Methylation levels for each symmetric CpG site were calculated by the methcounts and symmetric-cpgs commands in MethPipe. Average CpG methylation levels of about 5 kb tils for all chromosomes in human genome were calculated with MethPipe roimethstat command for each T cell population. Only high-confidence genomic regions with at least 40 CpG observations from reads in the genomic tile were used for the PCA analysis (R prcomp function) to compare the overall methylation level in genome wide of the five T cell populations.

Specific hypomethylated regions (HypoMRs) for each T cell population were calculated in a “one vs. rest” fashion by using radmeth regression, radmeth adjust, and radmeth merge commands in MethPipe. Then, we overlapped these HypoMRs with promoter regions (defined as − 2.5 kb and 1 kb from transcription start site (RefSeq gene model downloaded from UCSC Table browser [54])) to identify genes affected by HypoMRs in each T cell population. The average methylation level of all HypoMRs in each T cell population was calculated by roimethstat command. To visualize the methylation pattern of given genes in different populations, lollipop plot from CGmapTools [55] was used. The Wilcoxon test was applied to compare the methylation levels of HypoMR between each group, with p value < 0.05 considered significant.

Correlation of promoter methylation and RNA expression of immune-related genes

Here, we focused on three immune signature gene sets for naïve (CCR7, LEF1, SELL, TCF7, S1PR1, CD27, and CD28), cytotoxic (NKG7, CCL4, CST7, PRF1, GZMA, GZMB, IFNG, and CCL3) and exhausted (TIGIT, HAVCR2, CTLA4, PDCD1, LAG3, and LAYN) T cells. First, the average methylation levels of those gene promoter regions were calculated by using roimethstat command in each sample. RNA expression level of those genes was calculated by using the normalized counts from DESeq2. Spearman’s correlation was used to calculate the relationship of RNA expression level and promoter methylation level. p values were adjusted by the Benjamini-Hochberg method.

Inferred regulation network construction

First, the enriched transcription factor motifs within HypoMRs were performed by HOMER [56] to identify possible key transcription factors in each T cell population. Furthermore, to investigate the possible target genes regulated by transcription factors in tumor-reactive T cells, transcription factor binding motifs were scanned through the promoter regions in the whole human genome (using scanMotifGenomeWide.pl in homer) to identify all possible target sites genome wide, and then, all the predicted target sites were intersected with the specific hypomethylated regions in tumor-reactive T cell population to construct the possible regulation network in each T cell population.

In silico FACS for scRNA-seq data

scRNA-Seq was downloaded from GSE108989 [19]. A total of 1646 CD8+ T cells from tumor site were retained for our analysis, with the expression level of each gene measured by log2 (TPM + 1).
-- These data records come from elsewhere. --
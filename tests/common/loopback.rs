use std::io::{BufRead, BufReader, Read, Write};
use std::net::TcpListener;
use std::thread::{self, JoinHandle};

/// A request as the loopback server saw it.
#[derive(Debug, Clone)]
pub struct Recorded {
    pub line: String,
    pub headers: Vec<(String, String)>,
    pub body: String,
}

impl Recorded {
    pub fn header(&self, name: &str) -> Option<&str> {
        self.headers
            .iter()
            .find(|(key, _)| key.eq_ignore_ascii_case(name))
            .map(|(_, value)| value.as_str())
    }
}

/// Single-threaded HTTP/1.1 server on 127.0.0.1 that answers one canned
/// response per connection, in order.
pub struct Loopback {
    listener: TcpListener,
}

impl Loopback {
    pub fn bind() -> Self {
        Self {
            listener: TcpListener::bind("127.0.0.1:0").unwrap(),
        }
    }

    pub fn url(&self) -> String {
        format!("http://{}", self.listener.local_addr().unwrap())
    }

    /// Serves `responses` and hands back the recorded requests once all of
    /// them have been answered.
    pub fn respond(self, responses: Vec<(u16, String)>) -> JoinHandle<Vec<Recorded>> {
        thread::spawn(move || {
            let mut recorded = Vec::new();
            for (status, body) in responses {
                let (mut stream, _) = self.listener.accept().unwrap();
                let mut reader = BufReader::new(stream.try_clone().unwrap());
                recorded.push(read_request(&mut reader));
                let reply = format!(
                    "HTTP/1.1 {status} Canned\r\nContent-Type: application/json\r\n\
                     Content-Length: {}\r\nConnection: close\r\n\r\n{body}",
                    body.len()
                );
                stream.write_all(reply.as_bytes()).unwrap();
                stream.flush().unwrap();
            }
            recorded
        })
    }
}

fn read_request(reader: &mut impl BufRead) -> Recorded {
    let mut line = String::new();
    reader.read_line(&mut line).unwrap();
    let mut headers = Vec::new();
    loop {
        let mut header = String::new();
        reader.read_line(&mut header).unwrap();
        let header = header.trim_end();
        if header.is_empty() {
            break;
        }
        if let Some((key, value)) = header.split_once(':') {
            headers.push((key.trim().to_ascii_lowercase(), value.trim().to_string()));
        }
    }
    let length = headers
        .iter()
        .find(|(key, _)| key == "content-length")
        .and_then(|(_, value)| value.parse::<usize>().ok())
        .unwrap_or(0);
    let mut body = vec![0u8; length];
    reader.read_exact(&mut body).unwrap();
    Recorded {
        line: line.trim_end().to_string(),
        headers,
        body: String::from_utf8(body).unwrap(),
    }
}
Using cutoff 4 for the expression of gene CD103 and CD19, 25.9% cells were classified as CD103+CD39+, 41.0% were CD103+CD39−, and 29.9% were CD103−CD39−. Then, we used the scRNA-Seq data to investigate the co-expression of PDCD1 and three TFs (NR4A1, BATF, and VDR). The percentages of double-positive cells for PDCD1 and TF in the corresponding TF-positive cells are calculated in the three TIL subsets, respectively.